impl WorkflowRuntime {
    pub fn new(
        config: EngineConfig,
        chat: Arc<dyn ChatProvider>,
        graph: Option<GraphClient>,
        cache: Option<Arc<dyn CacheBackend>>,
        agents: AgentRegistry,
        durable: Arc<dyn DurableStore>,
    ) -> LexflowResult<Self> {
        config.validate()?;
        Ok(Self {
            preprocessor: Preprocessor::new(chat.clone(), graph, cache, config.clone()),
            router: Router::new(chat.clone(), config.clone()),
            synthesizer: Synthesizer::new(chat.clone(), config.clone()),
            controller: IterationController::new(config.iteration.clone()),
            config,
            chat,
            agents,
            durable,
        })
    }

    /// Run one admitted request to completion.
    ///
    /// Returns Ok for success, partial success, and timeout (the trace tells
    /// them apart); Err only for validation and logic errors. A trace record
    /// is persisted in every case, including logic errors.
    pub async fn execute(&self, request: QueryRequest) -> LexflowResult<WorkflowOutcome> {
        validate_request(&request)?;

        let mut state = WorkflowState::admit(request);
        let trace_id = state.trace_id();
        tracing::info!(%trace_id, "request admitted");

        let deadline = Duration::from_millis(state.query().options.timeout_ms as u64);
        let cancel = CancellationToken::new();
        let timer = {
            let cancel = cancel.clone();
            tokio::spawn(async move {
                tokio::time::sleep(deadline).await;
                cancel.cancel();
            })
        };

        let result = self.drive(&mut state, &cancel).await;
        timer.abort();

        let stop_reason = match result {
            Ok(reason) => reason,
            Err(e) => {
                // Logic errors fail the request, but the trace is still
                // written for diagnosis
                let trace = state.snapshot(None);
                if let Err(write_err) = self.durable.record_trace(&trace).await {
                    tracing::error!(%trace_id, error = %write_err, "trace write failed after logic error");
                }
                return Err(e);
            }
        };

        let timed_out = stop_reason == Some(StopReason::Timeout);
        let answer = if timed_out {
            state.best_answer().cloned()
        } else {
            state.current_answer().cloned()
        };

        let mut trace = state.snapshot(stop_reason);
        if let Err(e) = self.durable.record_trace(&trace).await {
            tracing::warn!(%trace_id, error = %e, "trace write failed");
            trace
                .warnings
                .push(lexflow_core::Warning::new(WarningKind::DurableWriteFailed, e.to_string()));
        }

        tracing::info!(
            %trace_id,
            status = trace.status.as_db_str(),
            iterations = trace.iterations.len(),
            "request completed"
        );

        Ok(WorkflowOutcome { trace, answer })
    }

    /// The node graph proper. Returns the stop reason, or Err on a broken
    /// invariant.
    async fn drive(
        &self,
        state: &mut WorkflowState,
        cancel: &CancellationToken,
    ) -> LexflowResult<Option<StopReason>> {
        // Preprocessing runs exactly once, before the loop
        let preprocessed = self.preprocessor.run(state.query()).await;
        for (kind, detail) in preprocessed.warnings {
            state.warn(kind, detail);
        }
        state.set_query_context(preprocessed.query_context)?;
        state.set_enriched_context(preprocessed.enriched_context)?;

        let effective_max = state
            .query()
            .options
            .max_iterations
            .min(self.config.iteration.max_iterations);

        let mut directive: Option<RefinementDirective> = None;

        loop {
            if cancel.is_cancelled() {
                state.warn(WarningKind::Timeout, "request deadline before iteration");
                return Ok(Some(StopReason::Timeout));
            }

            let iteration = state.next_iteration();
            let started_at = chrono::Utc::now();
            tracing::debug!(trace_id = %state.trace_id(), iteration, "iteration started");

            // -- Router ---------------------------------------------------
            let context = state.query_context().cloned().ok_or_else(|| {
                lexflow_core::LexflowError::Logic(lexflow_core::LogicError::InvariantBroken {
                    reason: "query context absent after preprocessing".to_string(),
                })
            })?;
            let enriched = state
                .enriched_context()
                .cloned()
                .unwrap_or_else(EnrichedContext::default);

            let routing = {
                let input = RoutingInput {
                    query_text: &state.query().text,
                    context: &context,
                    enriched: &enriched,
                    current_iteration: iteration,
                    prior_answer: state.current_answer(),
                    directive: directive.as_ref(),
                };
                self.router.route(&input).await
            };
            if routing.fell_back {
                tracing::debug!(trace_id = %state.trace_id(), "router used the fallback plan");
            }
            let plan = routing.plan;

            // -- Retrieval fan-out ---------------------------------------
            let snapshot = RetrievalSnapshot {
                query_text: state.query().text.clone(),
                intent: context.intent,
                norm_references: context.norm_references.clone(),
                jurisdiction: state
                    .query()
                    .hints
                    .as_ref()
                    .and_then(|h| h.jurisdiction.clone()),
            };
            let agent_results = run_agents(&self.agents, &snapshot, &plan.agents, cancel).await;
            for result in agent_results.iter().filter(|r| r.error.is_some()) {
                state.warn(
                    WarningKind::AgentDegraded,
                    format!(
                        "{}: {}",
                        result.agent.as_db_str(),
                        result.error.as_deref().unwrap_or("unknown")
                    ),
                );
            }

            // -- Expert fan-out ------------------------------------------
            let opinions = {
                let input = ExpertInput {
                    query_text: &state.query().text,
                    context: &context,
                    enriched: &enriched,
                    agent_results: &agent_results,
                    directive: directive.as_ref(),
                };
                run_experts(self.chat.clone(), &plan.experts, &input, &self.config, cancel).await
            };
            for opinion in opinions.iter().filter(|o| crate::experts::is_fallback(o)) {
                state.warn(
                    WarningKind::ExpertDegraded,
                    format!(
                        "{}: {}",
                        opinion.expert.as_db_str(),
                        opinion
                            .error_annotations
                            .last()
                            .map(String::as_str)
                            .unwrap_or("fallback opinion")
                    ),
                );
            }

            // -- Synthesis ------------------------------------------------
            let synthesis = self
                .synthesizer
                .synthesize(
                    &state.query().text,
                    plan.synthesis,
                    &opinions,
                    &agent_results,
                    cancel,
                )
                .await;
            for (kind, detail) in synthesis.warnings {
                state.warn(kind, detail);
            }
            let answer = synthesis.answer;

            // -- External signals ----------------------------------------
            let feedback = self.latest_user_feedback(state).await;
            let (rlcf_score, quality_concerns) = self.rlcf_evaluation(state).await;

            let metrics = IterationMetrics {
                confidence: answer.confidence,
                consensus: answer.consensus,
                user_rating: feedback.as_ref().map(|f| f.rating as f32),
                rlcf_score,
            };

            let frame = IterationFrame {
                index: iteration,
                plan,
                agent_results,
                opinions,
                answer,
                metrics,
                started_at,
                completed_at: chrono::Utc::now(),
            };

            // Durable writes are best-effort; the frame is pushed regardless
            let record = lexflow_core::IterationRecord {
                index: frame.index,
                plan: frame.plan.clone(),
                answer: frame.answer.clone(),
                metrics: frame.metrics.clone(),
                feedback: feedback.clone(),
                started_at: frame.started_at,
                completed_at: frame.completed_at,
            };
            if let Err(e) = self.durable.append_iteration(state.trace_id(), &record).await {
                state.warn(WarningKind::DurableWriteFailed, e.to_string());
            }
            if let Err(e) = self
                .durable
                .record_answer(state.trace_id(), frame.index, &frame.answer)
                .await
            {
                state.warn(WarningKind::DurableWriteFailed, e.to_string());
            }

            state.push_frame(frame)?;

            // -- Iteration controller ------------------------------------
            if cancel.is_cancelled() {
                state.warn(WarningKind::Timeout, "request deadline during iteration");
                return Ok(Some(StopReason::Timeout));
            }

            match self.controller.evaluate(
                state.frames(),
                effective_max,
                feedback.as_ref(),
                &quality_concerns,
            ) {
                StopDecision::Stop(reason) => {
                    tracing::debug!(trace_id = %state.trace_id(), ?reason, "iteration stopped");
                    return Ok(Some(reason));
                }
                StopDecision::Continue(next_directive) => {
                    tracing::debug!(trace_id = %state.trace_id(), "refinement continues");
                    directive = Some(next_directive);
                }
            }
        }
    }

    /// Latest user feedback submitted against this trace, if any.
    async fn latest_user_feedback(&self, state: &WorkflowState) -> Option<UserFeedback> {
        match self.durable.user_feedback_for_trace(state.trace_id()).await {
            Ok(mut feedback) => feedback.pop(),
            Err(e) => {
                tracing::debug!(error = %e, "user feedback lookup failed");
                None
            }
        }
    }

    /// Authority-weighted external evaluation and its stated concerns.
    async fn rlcf_evaluation(&self, state: &WorkflowState) -> (Option<f32>, Vec<String>) {
        let corrections = match self
            .durable
            .expert_feedback_for_trace(state.trace_id())
            .await
        {
            Ok(corrections) if !corrections.is_empty() => corrections,
            _ => return (None, Vec::new()),
        };

        let mut numerator = 0.0f32;
        let mut denominator = 0.0f32;
        let mut concerns = Vec::new();

        for correction in &corrections {
            let authority = correction.authority_weight.clamp(0.0, 1.0);
            numerator += authority * (correction.overall_rating as f32 / 5.0);
            denominator += authority;

            if let Some(quality) = &correction.corrections.answer_quality {
                if let Some(items) = quality.get("concerns").and_then(|c| c.as_array()) {
                    concerns.extend(
                        items
                            .iter()
                            .filter_map(|i| i.as_str())
                            .map(String::from),
                    );
                }
            }
        }

        let score = if denominator > 0.0 {
            Some(numerator / denominator)
        } else {
            None
        };
        (score, concerns)
    }
}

::::::::

* TASK INSTRUCTIONS *
How many lines in the records above contain the word "Returns"? Give only the number.

* YOUR RESPONSE *
2